In dieser Woche hat Olaf Wilke einen Artikel über Joachim Baier geschrieben. Er hat ihm eine tragende Nebenrolle in einem Stück über den Bundesbank-Vorstand Thilo Sarrazin gegeben. Der „Focus“-Redakteur nennt den dpa-Mann einen „Lokalredakteur“, und vermutlich ist das geringschätzig gemeint. In der süffisanten Schilderung von Wilke ist Baier ein kleiner Schreiberling vom Land, der sonst „acht Zeilen für die bunte Seite“ produziert, und als Sarrazin sich am 10. Juni zu einem Vortrag im „Alten Schalthaus“ einfand — einem „drögen Pädagogentreff in der Provinz“, wie Wilke schreibt — die Chance witterte, mal richtig Schlagzeilen zu machen.

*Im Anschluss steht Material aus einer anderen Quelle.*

use async_trait::async_trait;
use llm::builder::{LLMBackend, LLMBuilder};
use llm::chat::ChatMessage;
use serde::{Deserialize, Serialize};

use sturdy_core::AiSettings;

pub const DEFAULT_TEMPERATURE: f32 = 0.7;
pub const DEFAULT_MAX_TOKENS: u32 = 400;

#[derive(Debug, thiserror::Error)]
pub enum GenerateError {
    #[error("AI provider is not configured: {0}")]
    NotConfigured(String),
    #[error("unknown provider: {0}")]
    UnknownProvider(String),
    #[error("build LLM: {0}")]
    Build(String),
    #[error("chat: {0}")]
    Request(String),
    #[error("upstream returned HTTP {status}: {body}")]
    Status { status: u16, body: String },
    #[error("LLM returned no text")]
    Empty,
}

impl GenerateError {
    /// Configuration problems are the caller's to fix; the rest are upstream failures.
    pub fn is_configuration(&self) -> bool {
        matches!(self, GenerateError::NotConfigured(_) | GenerateError::UnknownProvider(_))
    }
}

/// One round trip to a hosted chat model: system + user in, reply text out.
#[async_trait]
pub trait CompletionBackend: Send + Sync {
    async fn complete(&self, system: &str, user_msg: &str) -> Result<String, GenerateError>;
}

/// Pick the backend for the configured provider.
pub fn backend_for(settings: &AiSettings) -> Box<dyn CompletionBackend> {
    match settings.provider.as_str() {
        "openai-compatible" => Box::new(ChatCompletionsBackend::new(settings.clone())),
        _ => Box::new(LlmBackend::new(settings.clone())),
    }
}

fn ensure_configured(settings: &AiSettings) -> Result<(), GenerateError> {
    if sturdy_core::ai_configured(settings) {
        Ok(())
    } else if settings.provider.is_empty() {
        Err(GenerateError::NotConfigured("no provider set".to_string()))
    } else {
        Err(GenerateError::NotConfigured(format!(
            "missing model, API key or base URL for {}",
            settings.provider
        )))
    }
}

fn non_empty(text: Option<String>) -> Result<String, GenerateError> {
    match text {
        Some(text) if !text.trim().is_empty() => Ok(text),
        _ => Err(GenerateError::Empty),
    }
}

// --- llm crate ---

fn map_backend(provider: &str) -> Result<LLMBackend, GenerateError> {
    match provider {
        "openai" => Ok(LLMBackend::OpenAI),
        "anthropic" => Ok(LLMBackend::Anthropic),
        "google" => Ok(LLMBackend::Google),
        "ollama" => Ok(LLMBackend::Ollama),
        "groq" => Ok(LLMBackend::Groq),
        "mistral" => Ok(LLMBackend::Mistral),
        "deepseek" => Ok(LLMBackend::DeepSeek),
        other => Err(GenerateError::UnknownProvider(other.to_string())),
    }
}

/// Hosted providers through the `llm` crate.
pub struct LlmBackend {
    settings: AiSettings,
}

impl LlmBackend {
    pub fn new(settings: AiSettings) -> Self {
        Self { settings }
    }
}

#[async_trait]
impl CompletionBackend for LlmBackend {
    async fn complete(&self, system: &str, user_msg: &str) -> Result<String, GenerateError> {
        let settings = &self.settings;
        ensure_configured(settings)?;
        let backend = map_backend(&settings.provider)?;

        let mut builder = LLMBuilder::new()
            .backend(backend)
            .model(&settings.model)
            .system(system)
            .temperature(settings.temperature.unwrap_or(DEFAULT_TEMPERATURE))
            .max_tokens(settings.max_tokens.unwrap_or(DEFAULT_MAX_TOKENS));

        if !settings.api_key.is_empty() {
            builder = builder.api_key(&settings.api_key);
        }
        if let Some(url) = settings.base_url.as_deref().filter(|u| !u.is_empty()) {
            builder = builder.base_url(url);
        }

        let llm = builder.build().map_err(|e| GenerateError::Build(e.to_string()))?;

        let messages = vec![ChatMessage::user().content(user_msg).build()];

        let response = llm
            .chat(&messages)
            .await
            .map_err(|e| GenerateError::Request(e.to_string()))?;

        non_empty(response.text())
    }
}

// --- OpenAI-compatible chat completions over plain HTTP ---

#[derive(Serialize)]
struct ChatCompletionRequest<'a> {
    model: &'a str,
    messages: Vec<WireMessage<'a>>,
    temperature: f32,
    max_tokens: u32,
}

#[derive(Serialize)]
struct WireMessage<'a> {
    role: &'static str,
    content: &'a str,
}

#[derive(Deserialize)]
struct ChatCompletionResponse {
    #[serde(default)]
    choices: Vec<Choice>,
}

#[derive(Deserialize)]
struct Choice {
    message: ChoiceMessage,
}

#[derive(Deserialize)]
struct ChoiceMessage {
    #[serde(default)]
    content: Option<String>,
}

/// Any server speaking `POST /chat/completions` (LM Studio, vLLM, proxies).
pub struct ChatCompletionsBackend {
    settings: AiSettings,
    client: reqwest::Client,
}

impl ChatCompletionsBackend {
    pub fn new(settings: AiSettings) -> Self {
        Self {
            settings,
            client: reqwest::Client::new(),
        }
    }

    fn endpoint(&self) -> String {
        let base = self.settings.base_url.as_deref().unwrap_or_default();
        format!("{}/chat/completions", base.trim_end_matches('/'))
    }
}

#[async_trait]
impl CompletionBackend for ChatCompletionsBackend {
    async fn complete(&self, system: &str, user_msg: &str) -> Result<String, GenerateError> {
        let settings = &self.settings;
        ensure_configured(settings)?;

        let body = ChatCompletionRequest {
            model: &settings.model,
            messages: vec![
                WireMessage {
                    role: "system",
                    content: system,
                },
                WireMessage {
                    role: "user",
                    content: user_msg,
                },
            ],
            temperature: settings.temperature.unwrap_or(DEFAULT_TEMPERATURE),
            max_tokens: settings.max_tokens.unwrap_or(DEFAULT_MAX_TOKENS),
        };

        let mut request = self.client.post(self.endpoint()).json(&body);
        if !settings.api_key.is_empty() {
            request = request.bearer_auth(&settings.api_key);
        }

        let response = request
            .send()
            .await
            .map_err(|e| GenerateError::Request(e.to_string()))?;

        let status = response.status();
        if !status.is_success() {
            let body = response.text().await.unwrap_or_default();
            return Err(GenerateError::Status {
                status: status.as_u16(),
                body: sturdy_core::sanitize::truncate_chars(&body, 500).to_string(),
            });
        }

        let parsed: ChatCompletionResponse = response
            .json()
            .await
            .map_err(|e| GenerateError::Request(e.to_string()))?;

        non_empty(parsed.choices.into_iter().next().and_then(|c| c.message.content))
    }
}

#[cfg(test)]
mod tests {
    use super::*;

    #[test]
    fn maps_known_providers() {
        assert!(map_backend("anthropic").is_ok());
        assert!(matches!(
            map_backend("clippy"),
            Err(GenerateError::UnknownProvider(p)) if p == "clippy"
        ));
    }

    #[tokio::test]
    async fn unconfigured_backends_fail_fast() {
        let backend = backend_for(&AiSettings::default());
        let err = backend.complete("sys", "user").await.unwrap_err();
        assert!(err.is_configuration());

        let keyless = AiSettings {
            provider: "openai".into(),
            model: "gpt-4o-mini".into(),
            ..Default::default()
        };
        let err = backend_for(&keyless).complete("sys", "user").await.unwrap_err();
        assert!(matches!(err, GenerateError::NotConfigured(_)));

        let no_url = AiSettings {
            provider: "openai-compatible".into(),
            model: "local".into(),
            ..Default::default()
        };
        let err = backend_for(&no_url).complete("sys", "user").await.unwrap_err();
        assert!(matches!(err, GenerateError::NotConfigured(_)));
    }

    /// Serve one canned HTTP response on a local port and return the base URL.
    async fn serve_once(status_line: &'static str, body: &'static str) -> String {
        use tokio::io::{AsyncReadExt, AsyncWriteExt};

        let listener = tokio::net::TcpListener::bind("127.0.0.1:0").await.unwrap();
        let addr = listener.local_addr().unwrap();
        tokio::spawn(async move {
            let (mut socket, _) = listener.accept().await.unwrap();
            // Drain the request so the client sees a clean response, not a reset
            let mut buf = Vec::new();
            let mut chunk = [0u8; 4096];
            loop {
                let n = socket.read(&mut chunk).await.unwrap();
                if n == 0 {
                    break;
                }
                buf.extend_from_slice(&chunk[..n]);
                let text = String::from_utf8_lossy(&buf);
                if let Some(head_end) = text.find("\r\n\r\n") {
                    let content_length = text[..head_end]
                        .lines()
                        .find_map(|l| {
                            let (name, value) = l.split_once(':')?;
                            name.eq_ignore_ascii_case("content-length")
                                .then(|| value.trim().parse::<usize>().ok())
                                .flatten()
                        })
                        .unwrap_or(0);
                    if buf.len() >= head_end + 4 + content_length {
                        break;
                    }
                }
            }
            let response = format!(
                "{status_line}\r\nContent-Type: application/json\r\nContent-Length: {}\r\nConnection: close\r\n\r\n{body}",
                body.len()
            );
            socket.write_all(response.as_bytes()).await.unwrap();
            socket.shutdown().await.unwrap();
        });
        format!("http://{addr}/v1")
    }

    fn local_settings(base_url: String) -> AiSettings {
        AiSettings {
            provider: "openai-compatible".into(),
            model: "local-model".into(),
            base_url: Some(base_url),
            ..Default::default()
        }
    }

    #[tokio::test]
    async fn chat_completions_non_success_status_is_an_error() {
        let base = serve_once("HTTP/1.1 503 Service Unavailable", "overloaded").await;
        let backend = ChatCompletionsBackend::new(local_settings(base));

        let err = backend.complete("sys", "user").await.unwrap_err();
        match err {
            GenerateError::Status { status, body } => {
                assert_eq!(status, 503);
                assert_eq!(body, "overloaded");
            }
            other => panic!("expected status error, got {other:?}"),
        }
        assert!(!GenerateError::Status { status: 503, body: String::new() }.is_configuration());
    }

    #[tokio::test]
    async fn chat_completions_success_returns_content() {
        let base = serve_once(
            "HTTP/1.1 200 OK",
            r#"{"choices":[{"message":{"role":"assistant","content":"Validation: ok"}}]}"#,
        )
        .await;
        let backend = backend_for(&local_settings(base));
        assert_eq!(backend.complete("sys", "user").await.unwrap(), "Validation: ok");
    }

    #[test]
    fn endpoint_joins_base_url() {
        let backend = ChatCompletionsBackend::new(AiSettings {
            base_url: Some("http://localhost:1234/v1/".into()),
            ..Default::default()
        });
        assert_eq!(backend.endpoint(), "http://localhost:1234/v1/chat/completions");
    }

    #[test]
    fn wire_format() {
        let body = ChatCompletionRequest {
            model: "m",
            messages: vec![WireMessage {
                role: "system",
                content: "s",
            }],
            temperature: 0.5,
            max_tokens: 10,
        };
        let json = serde_json::to_value(&body).unwrap();
        assert_eq!(json["messages"][0]["role"], "system");
        assert_eq!(json["max_tokens"], 10);

        let reply: ChatCompletionResponse = serde_json::from_str(
            r#"{"choices":[{"message":{"role":"assistant","content":"Validation: ok"}}]}"#,
        )
        .unwrap();
        assert_eq!(
            non_empty(reply.choices.into_iter().next().and_then(|c| c.message.content)).unwrap(),
            "Validation: ok"
        );
        assert!(matches!(non_empty(Some("  ".into())), Err(GenerateError::Empty)));
    }
}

Die großen Schlagzeilen sollte er bekommen. Baier meldete am Abend des 10. Juni, dass Sarrazin bei den Arbeitskreisen Schule-Wirtschaft der Unternehmerverbände Südhessen gesagt habe: „Wir werden auf natürlichem Wege durchschnittlich dümmer.“

Zuwanderer „aus der Türkei, dem Nahen und Mittleren Osten und Afrika“ wiesen weniger Bildung auf als Migranten aus anderen Ländern, dozierte der Bundesbank-Vorstand aus Berlin und bemühte dazu umfangreiche Zahlen.

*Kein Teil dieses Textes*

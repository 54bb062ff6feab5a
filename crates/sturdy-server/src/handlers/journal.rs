//! Journal endpoints

use axum::extract::{Path, State};
use axum::http::StatusCode;
use axum::Json;
use sturdy_core::{JournalEntry, JournalStore};

use crate::error::ServerResult;
use crate::state::AppState;

pub async fn list(State(state): State<AppState>) -> ServerResult<Json<Vec<JournalEntry>>> {
    Ok(Json(state.journal.list()?))
}

pub async fn get(
    State(state): State<AppState>,
    Path(id): Path<String>,
) -> ServerResult<Json<JournalEntry>> {
    let id = JournalStore::parse_id(&id)?;
    Ok(Json(state.journal.get(id)?))
}

pub async fn delete(
    State(state): State<AppState>,
    Path(id): Path<String>,
) -> ServerResult<StatusCode> {
    let id = JournalStore::parse_id(&id)?;
    state.journal.delete(id)?;
    Ok(StatusCode::NO_CONTENT)
}
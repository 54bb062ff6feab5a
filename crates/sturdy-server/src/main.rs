//! Sturdy API server binary

use miette::IntoDiagnostic;
use sturdy_server::{start_server, ServerConfig};
use tracing_subscriber::EnvFilter;

#[tokio::main]
async fn main() -> miette::Result<()> {
    tracing_subscriber::fmt()
        .with_env_filter(EnvFilter::try_from_default_env().unwrap_or_else(|_| {
            EnvFilter::new("sturdy_server=info,sturdy_suggest=info,sturdy_core=info,tower_http=info")
        }))
        .with_file(true)
        .with_line_number(true)
        .init();

    let config = ServerConfig::load();

    start_server(config).await.into_diagnostic()?;

    Ok(())
}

Einwanderer bekämen auch mehr Kinder als Deutsche. Es gebe „eine unterschiedliche Vermehrung von Bevölkerungsgruppen mit unterschiedlicher Intelligenz“, sagte Sarrazin. Intelligenz werde von Eltern an Kinder weitergegeben, der Erbanteil liege bei fast 80 Prozent.“

Der „Focus“-Redakteur bezweifelt, dass Sarrazin das so gesagt hat. Er suggeriert, dass der „Lokalreporter“ sich das ausgedacht hat. Sein Artikel beginnt mit dem Satz: „Manche Tage starten gemächlich und geben unversehens Gas, sodass man Gefahr läuft, aus der Kurve zu fliegen.“ Das bezieht sich auf den 10. Juni und Joachim Baier. Später schreibt Wilke:

Es gibt Momente, da werden Lokalreporter zu Helden. Wenn sie eine Exklusivnachricht erbeuten, die zur Spitzenmeldung wird. Wenn sie den Chefs im fernen Berlin zeigen, dass ein Darmstädter Außenposten mehr kann als läppische Berichte über durchgeknallte Sensemänner. In solchen Momenten wäre es fast schade, wenn ein Knurrhahn wie Sarrazin nur einen zahlengespickten Langweilervortrag ablieferte. Baier ist der einzige Journalist im Saal.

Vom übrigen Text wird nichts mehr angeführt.